O meu primeiro contato para marcar entrevistas na IRC foi por um e-mail encaminhado ao responsável pelo site da Arepe. Marcamos um encontro no bairro de Alphaville, em Barueri, na Grande São Paulo, e o clima foi bastante amistoso. (Aliás, um traço marcante nas entrevistas – tanto da IRC quanto do MF – foi a generosidade e a atenção despendida pelos entrevistados, o que facilitou muito o meu trabalho.) Aproveitei para observar o culto que se iniciou logo em seguida ao término da entrevista. Apenas na segunda entrevista, com um bispo na Sede Internacional da igreja, eu soube que os membros acreditavam que estavam sofrendo uma perseguição religiosa. Ele mencionou o fato ao justificar a negativa ao meu pedido de entrevista com Estevam Hernandes. Isso me alertou porque poderia significar dificuldades em obter informações. Investiguei na imprensa algumas notícias a respeito de problemas da IRC com a justiça, mas nada que eu considerasse grave no sentido de impedir a continuação da pesquisa. Realizei mais algumas entrevistas e senti que havia alguma desconfiança acerca do meu trabalho, mas a interpretei como uma forma de precaução. Todos foram muito atenciosos.
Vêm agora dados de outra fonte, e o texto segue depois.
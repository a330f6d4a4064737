//! Contract CSV upload and sample download.

use axum::{
    extract::{FromRequest, Multipart, Path, Request, State},
    http::{header, HeaderValue, StatusCode},
    response::{IntoResponse, Response},
};
use tokio::sync::oneshot;
use tracing::{debug, info};

use super::{error_ladder, no_content};
use crate::export::{csv, CSV_CONTENT_TYPE};
use crate::http::error::{ApiError, ApiResult};
use crate::http::params::ensure_writable;
use crate::http::state::AppState;
use crate::model::DatabaseType;
use crate::service::ErrorKind;

/// Multipart field carrying the CSV file.
pub const UPLOAD_FIELD: &str = "file";

const IMPORT_REJECTED: &[(ErrorKind, StatusCode)] = &[
    (ErrorKind::Validation, StatusCode::UNPROCESSABLE_ENTITY),
    (ErrorKind::LicenseTypeIdNotFound, StatusCode::UNPROCESSABLE_ENTITY),
];

fn database_type(raw: &str) -> ApiResult<DatabaseType> {
    raw.parse()
        .map_err(|err: crate::model::ValidationError| ApiError::bad_request(err.to_string()))
}

/// Pull the bytes of the `file` field out of the form.
async fn read_upload(mut multipart: Multipart) -> ApiResult<Vec<u8>> {
    while let Some(field) = multipart
        .next_field()
        .await
        .map_err(|err| ApiError::bad_request(err.body_text()))?
    {
        if field.name() == Some(UPLOAD_FIELD) {
            let bytes = field
                .bytes()
                .await
                .map_err(|err| ApiError::bad_request(err.body_text()))?;
            return Ok(bytes.to_vec());
        }
    }
    Err(ApiError::bad_request(format!(
        "Missing form field \"{}\"",
        UPLOAD_FIELD
    )))
}

/// POST /contracts/{databaseType}/upload
///
/// The CSV is decoded on a worker task; the request stays open until the
/// worker reports back.
pub async fn upload_contracts(
    State(state): State<AppState>,
    Path(raw_type): Path<String>,
    request: Request,
) -> ApiResult<Response> {
    ensure_writable(&state)?;
    let db_type = database_type(&raw_type)?;

    let multipart = Multipart::from_request(request, &state)
        .await
        .map_err(|err| ApiError::bad_request(err.body_text()))?;
    let content = read_upload(multipart).await?;

    let (tx, rx) = oneshot::channel();
    tokio::spawn(async move {
        let parsed = csv::parse_contracts(db_type, &content);
        // The receiver only goes away if the request was dropped.
        let _ = tx.send(parsed);
    });

    let contracts = rx
        .await
        .map_err(|err| ApiError::internal(err.to_string()))?
        .map_err(|err| ApiError::bad_request(err.to_string()))?;
    debug!(db_type = db_type.as_str(), rows = contracts.len(), "Decoded contracts upload");

    let imported = state
        .service
        .import_contracts(contracts)
        .await
        .map_err(error_ladder(IMPORT_REJECTED, StatusCode::INTERNAL_SERVER_ERROR))?;
    info!(db_type = db_type.as_str(), imported, "Imported contracts");
    Ok(no_content())
}

/// GET /contracts/{databaseType}/sample
pub async fn get_contracts_sample(Path(raw_type): Path<String>) -> ApiResult<Response> {
    let db_type = database_type(&raw_type)?;
    let sample = csv::contracts_sample(db_type).map_err(|err| ApiError::internal(err.to_string()))?;

    let disposition = format!("attachment; filename=sample_{}_contracts.csv", db_type.as_str());
    let disposition = HeaderValue::from_str(&disposition).map_err(|err| ApiError::internal(err.to_string()))?;
    Ok((
        [
            (header::CONTENT_TYPE, HeaderValue::from_static(CSV_CONTENT_TYPE)),
            (header::CONTENT_DISPOSITION, disposition),
        ],
        sample,
    )
        .into_response())
}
Um traço marcante dessas entrevistas foi o esforço dos entrevistados em mostrar que eram pessoas conscientes de suas escolhas, que a igreja tem um papel fundamental na vida deles – principalmente por tê-los recebido em um momento difícil da vida – e que o dízimo e as ofertas, elementos sagrados para os fiéis, eram mal interpretados pela sociedade, principalmente pela mídia.
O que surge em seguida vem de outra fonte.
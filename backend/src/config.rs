//! API service configuration.
//!
//! This module reads the service configuration from a TOML file and applies
//! environment overrides on top of it. Every field has a default, so an empty
//! file (or no file at all) yields a usable configuration.

use serde::{Deserialize, Serialize};
use std::env;
use std::fs;
use std::path::{Path, PathBuf};

/// Environment variable naming an explicit configuration file.
pub const CONFIG_PATH_ENV: &str = "ERCOLE_CONFIG";

#[derive(Debug, thiserror::Error)]
pub enum ConfigError {
    #[error("Failed to read config file {path}: {source}")]
    Read {
        path: PathBuf,
        #[source]
        source: std::io::Error,
    },

    #[error("Failed to parse config file {path}: {source}")]
    Parse {
        path: PathBuf,
        #[source]
        source: toml::de::Error,
    },

    #[error("Invalid value for {key}: {value:?}")]
    InvalidEnv { key: String, value: String },
}

/// Root of the configuration file.
#[derive(Debug, Clone, Default, PartialEq, Serialize, Deserialize)]
#[serde(default)]
pub struct Configuration {
    pub api_service: ApiServiceConfig,
    /// Directory holding templates and sample files.
    pub resource_file_path: String,
}

#[derive(Debug, Clone, PartialEq, Serialize, Deserialize)]
#[serde(default)]
pub struct ApiServiceConfig {
    pub bind_host: String,
    pub port: u16,
    /// Reject every mutating request with 403.
    pub read_only: bool,
    pub enable_inserting_custom_patching_function: bool,
    pub default_database_tag_choices: Vec<String>,
    pub debug_oracle_database_contracts_assignment_algorithm: bool,
    pub authentication_provider: AuthenticationConfig,
}

impl Default for ApiServiceConfig {
    fn default() -> Self {
        Self {
            bind_host: default_bind_host(),
            port: default_port(),
            read_only: false,
            enable_inserting_custom_patching_function: false,
            default_database_tag_choices: Vec::new(),
            debug_oracle_database_contracts_assignment_algorithm: false,
            authentication_provider: AuthenticationConfig::default(),
        }
    }
}

/// Credentials and token settings of the basic authentication provider.
#[derive(Debug, Clone, PartialEq, Serialize, Deserialize)]
#[serde(default)]
pub struct AuthenticationConfig {
    pub username: String,
    pub password: String,
    pub secret_key: String,
    pub token_validity_hours: i64,
}

impl Default for AuthenticationConfig {
    fn default() -> Self {
        Self {
            username: "ercole".to_string(),
            password: "ercole".to_string(),
            secret_key: String::new(),
            token_validity_hours: default_token_validity_hours(),
        }
    }
}

fn default_bind_host() -> String {
    "0.0.0.0".to_string()
}

fn default_port() -> u16 {
    11113
}

fn default_token_validity_hours() -> i64 {
    24
}

impl Configuration {
    /// Load configuration from a TOML file.
    pub fn from_file<P: AsRef<Path>>(path: P) -> Result<Self, ConfigError> {
        let path = path.as_ref();
        let content = fs::read_to_string(path).map_err(|source| ConfigError::Read {
            path: path.to_path_buf(),
            source,
        })?;

        toml::from_str(&content).map_err(|source| ConfigError::Parse {
            path: path.to_path_buf(),
            source,
        })
    }

    /// Load configuration from the default location.
    ///
    /// Searches, in order:
    /// 1. The file named by `ERCOLE_CONFIG`
    /// 2. `./ercole.toml`
    /// 3. `./config/ercole.toml`
    ///
    /// # Returns
    /// * `Ok(Some(config))` for the first file found
    /// * `Ok(None)` if no file exists
    /// * `Err(ConfigError)` if a file exists but cannot be read or parsed
    pub fn from_default_location() -> Result<Option<Self>, ConfigError> {
        if let Ok(path) = env::var(CONFIG_PATH_ENV) {
            return Self::from_file(path).map(Some);
        }

        let search_paths = [
            PathBuf::from("ercole.toml"),
            PathBuf::from("config/ercole.toml"),
        ];
        for path in search_paths {
            if path.exists() {
                return Self::from_file(&path).map(Some);
            }
        }
        Ok(None)
    }

    /// Default location, falling back to defaults, then environment overrides.
    pub fn load() -> Result<Self, ConfigError> {
        let mut config = Self::from_default_location()?.unwrap_or_default();
        config.apply_env_overrides()?;
        Ok(config)
    }

    /// Apply `ERCOLE_READ_ONLY`, `HOST`, `PORT` and `ERCOLE_AUTH_SECRET`.
    pub fn apply_env_overrides(&mut self) -> Result<(), ConfigError> {
        if let Ok(value) = env::var("ERCOLE_READ_ONLY") {
            self.api_service.read_only = parse_env_bool("ERCOLE_READ_ONLY", &value)?;
        }
        if let Ok(host) = env::var("HOST") {
            self.api_service.bind_host = host;
        }
        if let Ok(value) = env::var("PORT") {
            self.api_service.port = value.parse().map_err(|_| ConfigError::InvalidEnv {
                key: "PORT".to_string(),
                value,
            })?;
        }
        if let Ok(secret) = env::var("ERCOLE_AUTH_SECRET") {
            self.api_service.authentication_provider.secret_key = secret;
        }
        Ok(())
    }

    /// Feature flags published by `GET /settings/features`.
    pub fn features(&self) -> std::collections::BTreeMap<String, bool> {
        [
            (
                "enableInsertingCustomPatchingFunction",
                self.api_service.enable_inserting_custom_patching_function,
            ),
            (
                "debugOracleDatabaseContractsAssignmentAlgorithm",
                self.api_service
                    .debug_oracle_database_contracts_assignment_algorithm,
            ),
            ("readOnly", self.api_service.read_only),
        ]
        .into_iter()
        .map(|(name, enabled)| (name.to_string(), enabled))
        .collect()
    }
}

fn parse_env_bool(key: &str, value: &str) -> Result<bool, ConfigError> {
    match value.trim().to_ascii_lowercase().as_str() {
        "1" | "true" | "yes" | "on" => Ok(true),
        "0" | "false" | "no" | "off" | "" => Ok(false),
        _ => Err(ConfigError::InvalidEnv {
            key: key.to_string(),
            value: value.to_string(),
        }),
    }
}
53 Esse ponto parece ser importante. Em um curso sobre sociologia da religião no encontro da Anpocs de 2007, o

professor Antônio Flávio Pierucci comentou que os pesquisadores ateus têm a vantagem de não estar emocionalmente comprometidos com o seu objeto de estudo. Parece-me que isso é verdadeiro. Para ilustrar, Weber dizia que tinha um ouvido desafinado para a religião, no sentido de que ela não era importante para a sua vida, apenas como objeto de estudo.

Os problemas com a justiça brasileira, em dezembro de 2006, e a prisão do casal nos Estados Unidos, em janeiro de 2007, fizeram que os contatos se tornassem mais difíceis, principalmente os e-mails, cuja maioria não era respondida. Cheguei a pensar em desistir de da IRC como um dos objetos de pesquisa, não apenas por prever a dificuldade de obter mais dados, mas também por prejulgar a idoneidade da organização. As conversas com a minha orientadora me esclareceram que eu deveria tentar evitar fazer julgamento moral dos Hernandes, muito menos da organização religiosa a qual pertencem, e que em uma pesquisa científica as questões morais desse tipo não devem ser adotados como critério para a escolha ou rejeição do objeto de estudo. Na verdade, a escolha desse objeto deve ter como critério sua capacidade de ser uma fonte de conhecimento, de poder fornecer informações para uma determinada problemática, enfim, de conseguir reunir material suficiente para responder à minha questão de pesquisa. E isso a IRC continuou a ser. Apesar de eles ficarem mais cautelosos e desconfiados com “os de fora”, continuei a contar com o apoio do bispo primaz e coordenador da Arepe da Sede Internacional, que prosseguiu atendendo ao meu pedido de marcar entrevistas com empresários. Nessa época, aconteceu um fato inusitado: um dos entrevistados estava desconfiado de que eu fosse do Ministério Público. A situação foi contornada com a apresentação de meu cartão de visitas, que me identificava como aluno de pós-graduação. Entretanto, foi um momento tenso para mim, pois vivenciei de modo um pouco dramático o significado da perturbação do pesquisador àquilo que ele observa e que perturba a si próprio, e pode servir como fonte de conhecimento, segundo Laplantine (2006).

Para finalizar, quero dizer que não saí ileso de campo. Minhas concepções acerca das duas organizações religiosas foram reescritas, até mesmo o papel da religião na minha vida. E a prática da pesquisa em campo foi uma experiência que comportou em parte a aventura pessoal de explorar outros mundos, além do meu próprio.